Le Parlement roumain a adopté une motion de censure contre le gouvernement d’Ilie Bolojan, provoquant une nouvelle crise politique. Le vote, soutenu par les sociaux-démocrates et l’extrême droite, suscite de vives critiques et ravive les tensions autour de l’orientation pro-européenne du pays.
Nouvelle secousse politique en Roumanie. Le gouvernement du premier ministre Ilie Bolojan a été renversé mardi 5 mai à la suite de l’adoption d’une motion de censure au Parlement. Le texte a recueilli 281 voix, bien au-delà des 233 nécessaires dans une assemblée qui compte 464 sièges, marquant un basculement brutal de l’équilibre politique.
À l’origine de cette motion, une alliance inattendue entre le Parti social-démocrate roumain et le parti d’extrême droite Alliance pour l’unité des Roumains. Cette convergence tactique, destinée à faire tomber le gouvernement libéral, a immédiatement suscité une vague de critiques parmi les formations pro-européennes et les acteurs de la société civile. Beaucoup y voient une rupture symbolique, certains dénonçant une légitimation d’une extrême droite en pleine progression.
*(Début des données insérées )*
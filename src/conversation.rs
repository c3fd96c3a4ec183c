//! Session Store
//!
//! Keeps the message transcript of every chat session in process memory.
//! A session starts with the system prompt and grows by one user turn per
//! request plus one assistant turn per successful completion. Sessions are
//! never evicted and do not survive a restart.

use serde::{Deserialize, Serialize};
use std::collections::HashMap;
use std::fmt;
use tokio::sync::RwLock;
use tracing::{debug, info, warn};
use uuid::Uuid;

/// Author of a transcript message
#[derive(Debug, Clone, Copy, PartialEq, Eq, Serialize, Deserialize)]
#[serde(rename_all = "lowercase")]
pub enum Role {
    System,
    User,
    Assistant,
}

impl Role {
    pub fn as_str(&self) -> &'static str {
        match self {
            Self::System => "system",
            Self::User => "user",
            Self::Assistant => "assistant",
        }
    }
}

impl fmt::Display for Role {
    fn fmt(&self, f: &mut fmt::Formatter<'_>) -> fmt::Result {
        f.write_str(self.as_str())
    }
}

/// A single message in a session transcript
#[derive(Debug, Clone, PartialEq, Eq, Serialize, Deserialize)]
pub struct ChatMessage {
    pub role: Role,
    pub content: String,
}

impl ChatMessage {
    pub fn new(role: Role, content: impl Into<String>) -> Self {
        Self {
            role,
            content: content.into(),
        }
    }

    pub fn system(content: impl Into<String>) -> Self {
        Self::new(Role::System, content)
    }

    pub fn user(content: impl Into<String>) -> Self {
        Self::new(Role::User, content)
    }

    pub fn assistant(content: impl Into<String>) -> Self {
        Self::new(Role::Assistant, content)
    }
}

/// Aggregate store statistics
#[derive(Debug, Clone, Copy, PartialEq, Eq, Serialize)]
pub struct SessionStats {
    pub sessions: usize,
    pub messages: usize,
}

/// In-memory transcripts keyed by session id
#[derive(Debug, Default)]
pub struct SessionStore {
    sessions: RwLock<HashMap<Uuid, Vec<ChatMessage>>>,
}

impl SessionStore {
    pub fn new() -> Self {
        Self::default()
    }

    /// Return the transcript for `session_id`, creating it with
    /// `system_prompt` as its first message if the id is new.
    ///
    /// The prompt is only evaluated for new sessions.
    pub async fn get_or_create<F>(&self, session_id: Uuid, system_prompt: F) -> Vec<ChatMessage>
    where
        F: FnOnce() -> String,
    {
        if let Some(transcript) = self.sessions.read().await.get(&session_id) {
            return transcript.clone();
        }

        let mut sessions = self.sessions.write().await;
        // Another request may have created it between the two locks
        let transcript = sessions.entry(session_id).or_insert_with(|| {
            info!("New chat session: {}", session_id);
            vec![ChatMessage::system(system_prompt())]
        });
        transcript.clone()
    }

    /// Record a user turn, creating the session with `system_prompt` first
    /// if the id is new. Returns the transcript including the new turn.
    pub async fn push_user_turn<F>(
        &self,
        session_id: Uuid,
        system_prompt: F,
        content: impl Into<String>,
    ) -> Vec<ChatMessage>
    where
        F: FnOnce() -> String,
    {
        let mut sessions = self.sessions.write().await;
        let transcript = sessions.entry(session_id).or_insert_with(|| {
            info!("New chat session: {}", session_id);
            vec![ChatMessage::system(system_prompt())]
        });
        transcript.push(ChatMessage::user(content));
        transcript.clone()
    }

    /// Append a message to an existing session.
    ///
    /// Returns `false` and stores nothing when the id is unknown.
    pub async fn append(&self, session_id: Uuid, role: Role, content: impl Into<String>) -> bool {
        let content = content.into();
        let mut sessions = self.sessions.write().await;
        let Some(transcript) = sessions.get_mut(&session_id) else {
            warn!("Dropping {} message for unknown session {}", role, session_id);
            return false;
        };

        debug!("Appending {} message ({} bytes) to session {}", role, content.len(), session_id);
        transcript.push(ChatMessage::new(role, content));
        true
    }

    /// Current transcript, if the session exists
    pub async fn transcript(&self, session_id: Uuid) -> Option<Vec<ChatMessage>> {
        self.sessions.read().await.get(&session_id).cloned()
    }

    /// Number of live sessions
    pub async fn len(&self) -> usize {
        self.sessions.read().await.len()
    }

    pub async fn is_empty(&self) -> bool {
        self.sessions.read().await.is_empty()
    }

    pub async fn stats(&self) -> SessionStats {
        let sessions = self.sessions.read().await;
        SessionStats {
            sessions: sessions.len(),
            messages: sessions.values().map(Vec::len).sum(),
        }
    }
}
Le PSD, pourtant membre de la coalition gouvernementale jusqu’à récemment, avait quitté l’exécutif le 23 avril pour protester contre les mesures d’austérité engagées par Ilie Bolojan. Ces réformes visaient à contenir un déficit budgétaire devenu le plus élevé de l’Union européenne, dans un contexte économique déjà fragilisé. Ironie du calendrier, la nomination de Bolojan en juin 2025, soutenue par plusieurs partis pro-européens dont le PSD, devait précisément stabiliser une scène politique agitée.
Cette instabilité trouve ses racines dans une séquence plus ancienne, marquée par l’annulation de l’élection présidentielle de novembre 2024. Le scrutin, dominé par la percée inattendue de Calin Georgescu, avait été invalidé sur fond de soupçons d’ingérence russe, une version contestée en Roumanie, mais aussi à l’international par des personnalités telles qu’Elon Musk, plongeant le pays dans une crise institutionnelle durable. Située en première ligne de l’OTAN depuis le début de la guerre en Ukraine, la Roumanie reste un acteur stratégique dans la région.
Face à la crise, le président Nicusor Dan a tenté de rassurer sur la continuité de la ligne pro-occidentale du pays. Il a affirmé que, malgré les tensions politiques, la Roumanie maintiendrait son cap européen, tout en reconnaissant que les négociations pour former une nouvelle majorité s’annonçaient complexes.
Dans les coulisses, les discussions s’intensifient pour recomposer un gouvernement viable. Les partis de centre droit ont vivement dénoncé le rapprochement entre le PSD et l’AUR, estimant qu’il éloigne le pays de ses engagements européens. Plusieurs organisations non gouvernementales ont également appelé le Parti des socialistes européens à sanctionner le PSD, allant jusqu’à évoquer une possible exclusion.
Les répercussions économiques ne se sont pas fait attendre. Depuis la sortie du PSD du gouvernement, les taux d’intérêt sur la dette roumaine ont augmenté, tandis que la monnaie nationale s’est dépréciée, atteignant un niveau historiquement bas face à l’euro. Déjà sous surveillance de l’Union européenne pour déficit excessif depuis 2020, le pays pourrait désormais voir son accès aux fonds européens menacé.
Dans ce climat tendu, la Roumanie s’enfonce dans une nouvelle phase d’incertitude, où les équilibres politiques apparaissent plus fragiles que jamais.